Grant Buys The Pub For Peggy!

I've posted it in the rumour mill as i dont know of any official confirmation. It's on Digital Spy Forums that this is the case, all members seem to know about it saying that it was in the papers, having been away on 2 holidays this summer i have missed a months worth of newspapers, so until i find out what newspaper it was from it will stay here!

http://forum.digitalspy.co.uk/board/...d.php?t=276532

----------


## Bryan

i have various reasons to believe this true:

1) the mitchells have to have the vic back
2) grant is the only one with money (possibly)
3) TAO told inside soap that she plays a big part in the mitchells return
4) the vic is up for sale
5) Grant's return is mena to be big and kept hush hush (i'd imagine producers wanting to keep this fab storyline quiet!)

----------


## eastenderfan_91

great! they deserve the pub

----------


## Luna

But is it a legal sale  :Ponder:

----------


## Bryan

> But is it a legal sale


as far as grants side is...so once hes brought the vic...the police cant take it off him

----------


## Luna

> as far as grants side is...so once hes brought the vic...the police cant take it off him


Im not sure...if it illegal then it was never chrissies to sell and it would automativcally go to sharon and dennis

----------


## Bryan

> Im not sure...if it illegal then it was never chrissies to sell and it would automativcally go to sharon and dennis


not once grant has brought it, and whos to say that the police will except it as illegal?

----------


## tammyy2j

Chrissie desperate to get out of Walford and needs cash and asks Jake to help her sell the Vic quickly and he sells the Vic to Johnny. 

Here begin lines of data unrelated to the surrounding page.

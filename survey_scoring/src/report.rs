use crate::aggregate::ScaleAggregate;
use crate::config::*;

/// The 1-based sheet row where the block of a questionnaire starts.
///
/// Blocks are stacked by ordinal. Each block takes `participants + 2` rows and
/// is followed by one blank row.
pub fn block_start_row(ordinal: u32, participant_count: usize) -> usize {
    1 + (participant_count + 3) * ordinal as usize
}

/// Lays out the scores of one company for one questionnaire.
///
/// ```text
/// | <questionnaire name> | scale 1 | scale 2 | ...
/// | <company> 1          | sum     | sum     | ...
/// | <company> 2          | sum     | sum     | ...
/// | <company> AVG        | avg     | avg     | ...
/// ```
pub fn build_report(company: &str, questionnaire: &Questionnaire, agg: &ScaleAggregate) -> Grid {
    let mut rows: Grid = Vec::with_capacity(agg.participant_count() + 2);

    let header_cell = if questionnaire.name.is_empty() {
        CellValue::Empty
    } else {
        CellValue::Text(questionnaire.name.clone())
    };
    let mut header = vec![header_cell];
    header.extend(
        questionnaire
            .scales
            .iter()
            .map(|s| CellValue::Text(s.name.clone())),
    );
    rows.push(header);

    for (idx, sums) in agg.per_participant.iter().enumerate() {
        let mut row = vec![CellValue::Text(format!("{} {}", company, idx + 1))];
        row.extend(sums.iter().map(|s| CellValue::from(*s)));
        rows.push(row);
    }

    let mut avg_row = vec![CellValue::Text(format!("{} AVG", company))];
    avg_row.extend(agg.average.iter().map(|a| CellValue::Number(*a)));
    rows.push(avg_row);

    rows
}
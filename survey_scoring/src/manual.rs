/*!

This is the long-form manual for `survey_scoring` and `surveyscore`.

## Response sheet

The responses are read from a sheet (by default `Form Responses 1`, as created
by Google Forms). The first row holds the column titles and is skipped. Each
following row is one participant:

| column | content |
|--------|---------|
| A      | timestamp: reading stops at the first row where it is empty or holds only whitespace |
| B      | company |
| C...   | the answers of each questionnaire, one column per question, in question order |

When several questionnaires are filled in the same form, their answer columns
follow each other. Positions can also be set explicitly in the run
configuration.

Answers are compared after trimming, lower-casing and collapsing whitespace,
so `Скорее  да, чем НЕТ` is read as `Скорее да, чем нет`. An answer that does
not match any option stops the run: no score is ever guessed.

## Built-in questionnaires

- `team`: 44 questions, 11 scales.
- `personnel`: 112 questions, 28 scales.

Both use the five agreement labels from `Нет, это совсем не так` (1) to
`Да, совершенно верно` (5), some questions being reversed (5 to 1).

## Catalog files

More questionnaires can be described in JSON files passed with `--catalog` or
listed in `catalogFiles`:

```json
{
  "questionnaires": [
    {
      "id": "temperament",
      "name": "Temperament",
      "index": 1,
      "scoring": "forcedChoice",
      "optionLabels": ["A", "B", "C"],
      "keys": [[2, 1, 0], [0, 1, 2], [0, 2, 1]],
      "scales": [{ "name": "Warmth", "questions": [1, 3] }, { "name": "Reasoning", "questions": [2] }]
    }
  ]
}
```

- `scoring` is either `likert` or `forcedChoice`.
- `likert` questionnaires list their labels from the weakest to the strongest
  agreement in `optionLabels` and the reversed questions in `reversed`. The
  number of questions is the length of `titles`, or `questionCount`.
- `forcedChoice` questionnaires give one key per question in `keys`: the
  answer `optionLabels[i]` scores `key[i]`.
- `index` is the position of the questionnaire's block on the company sheets.

## Company sheets

Every company found in the responses gets a sheet named after it. The sheet
is cleared, then each questionnaire writes a block starting at row
`1 + index × (participants + 3)`:

Two questionnaires of one run may not share a block position: such a layout
is rejected before anything is written.

```text
| Опросник     | Руководитель.Видение | ...
| Acme 1       | 17                   | ...
| Acme 2       | 12                   | ...
| Acme AVG     | 14.5                 | ...
```
*/
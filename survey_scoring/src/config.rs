// ********* Input data structures ***********

use std::collections::BTreeMap;
use std::error::Error;
use std::fmt::Display;

/// A single cell, as read from or written to a sheet.
#[derive(PartialEq, Debug, Clone, Default)]
pub enum CellValue {
    #[default]
    Empty,
    Text(String),
    Number(f64),
}

impl CellValue {
    /// True for empty cells and for text made only of whitespace.
    pub fn is_blank(&self) -> bool {
        match self {
            CellValue::Empty => true,
            CellValue::Text(s) => s.trim().is_empty(),
            CellValue::Number(_) => false,
        }
    }

    /// The textual content of the cell. Whole numbers are rendered without
    /// a fractional part so that `3.0` reads as `3`.
    pub fn as_text(&self) -> String {
        match self {
            CellValue::Empty => String::new(),
            CellValue::Text(s) => s.clone(),
            CellValue::Number(n) if n.fract() == 0.0 && n.abs() < 1e15 => {
                format!("{}", *n as i64)
            }
            CellValue::Number(n) => n.to_string(),
        }
    }

    pub fn as_number(&self) -> Option<f64> {
        match self {
            CellValue::Number(n) => Some(*n),
            _ => None,
        }
    }
}

impl From<&str> for CellValue {
    fn from(s: &str) -> Self {
        CellValue::Text(s.to_string())
    }
}

impl From<String> for CellValue {
    fn from(s: String) -> Self {
        CellValue::Text(s)
    }
}

impl From<f64> for CellValue {
    fn from(n: f64) -> Self {
        CellValue::Number(n)
    }
}

impl From<i64> for CellValue {
    fn from(n: i64) -> Self {
        CellValue::Number(n as f64)
    }
}

/// A rectangular block of cells, row major.
pub type Grid = Vec<Vec<CellValue>>;

// ********* Questionnaire definitions ***********

/// One accepted answer for a question and the score it carries.
#[derive(Eq, PartialEq, Debug, Clone)]
pub struct AnswerOption {
    pub label: String,
    pub score: i32,
}

/// A question before its scoring key is attached.
#[derive(Eq, PartialEq, Debug, Clone)]
pub struct BaseQuestion {
    pub index: u32,
    pub title: String,
}

#[derive(Eq, PartialEq, Debug, Clone)]
pub struct Question {
    /// 1-based position of the question in the questionnaire.
    pub index: u32,
    /// May be empty: scoring never looks at it.
    pub title: String,
    /// Every label that may legally appear in the answer column.
    pub options: Vec<AnswerOption>,
}

#[derive(Eq, PartialEq, Debug, Clone)]
pub struct Scale {
    pub name: String,
    /// Indices of the summed questions, in declaration order.
    pub questions: Vec<u32>,
}

impl Scale {
    pub fn new(name: &str, questions: &[u32]) -> Scale {
        Scale {
            name: name.to_string(),
            questions: questions.to_vec(),
        }
    }
}

#[derive(Eq, PartialEq, Debug, Clone)]
pub struct Questionnaire {
    /// Lookup key in the catalog.
    pub id: String,
    /// Display name, printed in the header cell of the report block.
    pub name: String,
    /// Position of this questionnaire's block on a company sheet.
    pub index: u32,
    pub questions: Vec<Question>,
    pub scales: Vec<Scale>,
}

// ********* Responses ***********

/// The scores of one participant for one questionnaire.
#[derive(Eq, PartialEq, Debug, Clone)]
pub struct CompletedQuestionnaire {
    pub questionnaire_id: String,
    pub questionnaire_name: String,
    pub responses: BTreeMap<u32, i32>,
}

/// Everything known about one row of the response sheet.
#[derive(Eq, PartialEq, Debug, Clone)]
pub struct ParticipantResponse {
    pub company: String,
    pub questionnaires: Vec<CompletedQuestionnaire>,
}

impl ParticipantResponse {
    pub fn questionnaire(&self, questionnaire_id: &str) -> Option<&CompletedQuestionnaire> {
        self.questionnaires
            .iter()
            .find(|cq| cq.questionnaire_id == questionnaire_id)
    }
}

// ********* Errors ***********

/// Inconsistencies in a questionnaire definition, detected when the catalog is built.
#[derive(Eq, PartialEq, Debug, Clone)]
pub enum CatalogError {
    DuplicateQuestionnaire { id: String },
    DuplicateQuestion { questionnaire: String, question: u32 },
    InvalidQuestionIndex { questionnaire: String },
    UnknownScaleQuestion {
        questionnaire: String,
        scale: String,
        question: u32,
    },
    KeyWidthMismatch {
        questionnaire: String,
        question: u32,
        expected: usize,
        found: usize,
    },
    EmptyOptionLabels { questionnaire: String },
}

impl Error for CatalogError {}

impl Display for CatalogError {
    fn fmt(&self, f: &mut std::fmt::Formatter<'_>) -> std::fmt::Result {
        match self {
            CatalogError::DuplicateQuestionnaire { id } => {
                write!(f, "questionnaire {:?} is defined more than once", id)
            }
            CatalogError::DuplicateQuestion {
                questionnaire,
                question,
            } => write!(
                f,
                "questionnaire {:?}: question {} is defined more than once",
                questionnaire, question
            ),
            CatalogError::InvalidQuestionIndex { questionnaire } => write!(
                f,
                "questionnaire {:?}: question indices must start at 1",
                questionnaire
            ),
            CatalogError::UnknownScaleQuestion {
                questionnaire,
                scale,
                question,
            } => write!(
                f,
                "questionnaire {:?}: scale {:?} refers to unknown question {}",
                questionnaire, scale, question
            ),
            CatalogError::KeyWidthMismatch {
                questionnaire,
                question,
                expected,
                found,
            } => write!(
                f,
                "questionnaire {:?}: the key of question {} has {} entries, expected {}",
                questionnaire, question, found, expected
            ),
            CatalogError::EmptyOptionLabels { questionnaire } => {
                write!(f, "questionnaire {:?}: no option labels", questionnaire)
            }
        }
    }
}

/// Errors that prevent a scoring run from completing.
#[derive(PartialEq, Debug, Clone)]
pub enum ScoringError {
    /// The sheet holding the raw responses does not exist.
    MissingSource { sheet: String },
    /// An answer has no score in its question's option set.
    UnknownOption {
        questionnaire: String,
        question: u32,
        value: String,
        /// 1-based sheet row, when known.
        row: Option<usize>,
    },
    /// An average was requested over zero participants.
    EmptyGroup { company: String },
    ColumnCountMismatch {
        questionnaire: String,
        columns: usize,
        questions: usize,
    },
    MissingResponse { questionnaire: String, question: u32 },
    UnknownQuestionnaire { id: String },
    /// Two questionnaires of the layout would write their blocks at the same place.
    OverlappingBlocks {
        first: String,
        second: String,
        ordinal: u32,
    },
    /// A handle that does not belong to the workbook.
    UnknownSheet { handle: usize },
    /// Rows and columns start at 1.
    InvalidPosition { row: usize, col: usize },
    Catalog(CatalogError),
}

impl ScoringError {
    /// Attaches the sheet row to errors raised while scoring that row.
    pub fn at_row(self, row_number: usize) -> ScoringError {
        match self {
            ScoringError::UnknownOption {
                questionnaire,
                question,
                value,
                row: None,
            } => ScoringError::UnknownOption {
                questionnaire,
                question,
                value,
                row: Some(row_number),
            },
            e => e,
        }
    }
}

impl From<CatalogError> for ScoringError {
    fn from(e: CatalogError) -> Self {
        ScoringError::Catalog(e)
    }
}

impl Error for ScoringError {
    fn source(&self) -> Option<&(dyn Error + 'static)> {
        match self {
            ScoringError::Catalog(e) => Some(e),
            _ => None,
        }
    }
}

impl Display for ScoringError {
    fn fmt(&self, f: &mut std::fmt::Formatter<'_>) -> std::fmt::Result {
        match self {
            ScoringError::MissingSource { sheet } => {
                write!(f, "the response sheet {:?} does not exist", sheet)
            }
            ScoringError::UnknownOption {
                questionnaire,
                question,
                value,
                row,
            } => {
                write!(
                    f,
                    "questionnaire {:?}, question {}: unknown answer {:?}",
                    questionnaire, question, value
                )?;
                if let Some(r) = row {
                    write!(f, " (row {})", r)?;
                }
                Ok(())
            }
            ScoringError::EmptyGroup { company } => {
                write!(f, "company {:?} has no participants to average", company)
            }
            ScoringError::ColumnCountMismatch {
                questionnaire,
                columns,
                questions,
            } => write!(
                f,
                "questionnaire {:?} has {} questions but {} answer columns were given",
                questionnaire, questions, columns
            ),
            ScoringError::MissingResponse {
                questionnaire,
                question,
            } => write!(
                f,
                "questionnaire {:?}: no response recorded for question {}",
                questionnaire, question
            ),
            ScoringError::UnknownQuestionnaire { id } => {
                write!(f, "no questionnaire {:?} in the catalog", id)
            }
            ScoringError::OverlappingBlocks {
                first,
                second,
                ordinal,
            } => write!(
                f,
                "questionnaires {:?} and {:?} both use block position {}: set a distinct ordinal for one of them",
                first, second, ordinal
            ),
            ScoringError::UnknownSheet { handle } => {
                write!(f, "no sheet with handle {} in the workbook", handle)
            }
            ScoringError::InvalidPosition { row, col } => {
                write!(f, "invalid cell position row {}, column {}", row, col)
            }
            ScoringError::Catalog(e) => write!(f, "invalid catalog: {}", e),
        }
    }
}

#[cfg(test)]
mod tests {
    use super::*;

    #[test]
    fn blank_cells() {
        assert!(CellValue::Empty.is_blank());
        assert!(CellValue::from("  \t").is_blank());
        assert!(!CellValue::from("Acme").is_blank());
        assert!(!CellValue::Number(0.0).is_blank());
    }

    #[test]
    fn numbers_render_without_fraction() {
        assert_eq!(CellValue::Number(3.0).as_text(), "3");
        assert_eq!(CellValue::Number(-2.0).as_text(), "-2");
        assert_eq!(CellValue::Number(2.5).as_text(), "2.5");
    }

    #[test]
    fn row_is_attached_once() {
        let e = ScoringError::UnknownOption {
            questionnaire: "q".to_string(),
            question: 3,
            value: "x".to_string(),
            row: None,
        };
        let e = e.at_row(7).at_row(9);
        assert!(matches!(e, ScoringError::UnknownOption { row: Some(7), .. }));
        assert!(e.to_string().ends_with("(row 7)"));
    }
}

This is only rumour from another spoiler board.

----------


## Luna

> not once grant has brought it, and whos to say that the police will except it as illegal?


Ofcourse the police will find out it illegal!!!  and officially grant will not have bought it as it was never chrissies to sell

----------


## kelly05

Oh I think that would be great...!! Imagine the look on Sharon's face if Grant came back as the owner of her precious Vic.. Come on EE make this happen!!!  :Cheer:

----------


## Dr. Tangliss

The Vic seems to be, Peggy's bomerang. It always comes back to her, lol!

----------


## pops110874

> Im not sure...if it illegal then it was never chrissies to sell and it would automativcally go to sharon and dennis


wouldnt it go directly to chrissie as she was his wife? (im assuming that den didnt have a will)

----------


## tammyy2j

> wouldnt it go directly to chrissie as she was his wife? (im assuming that den didnt have a will)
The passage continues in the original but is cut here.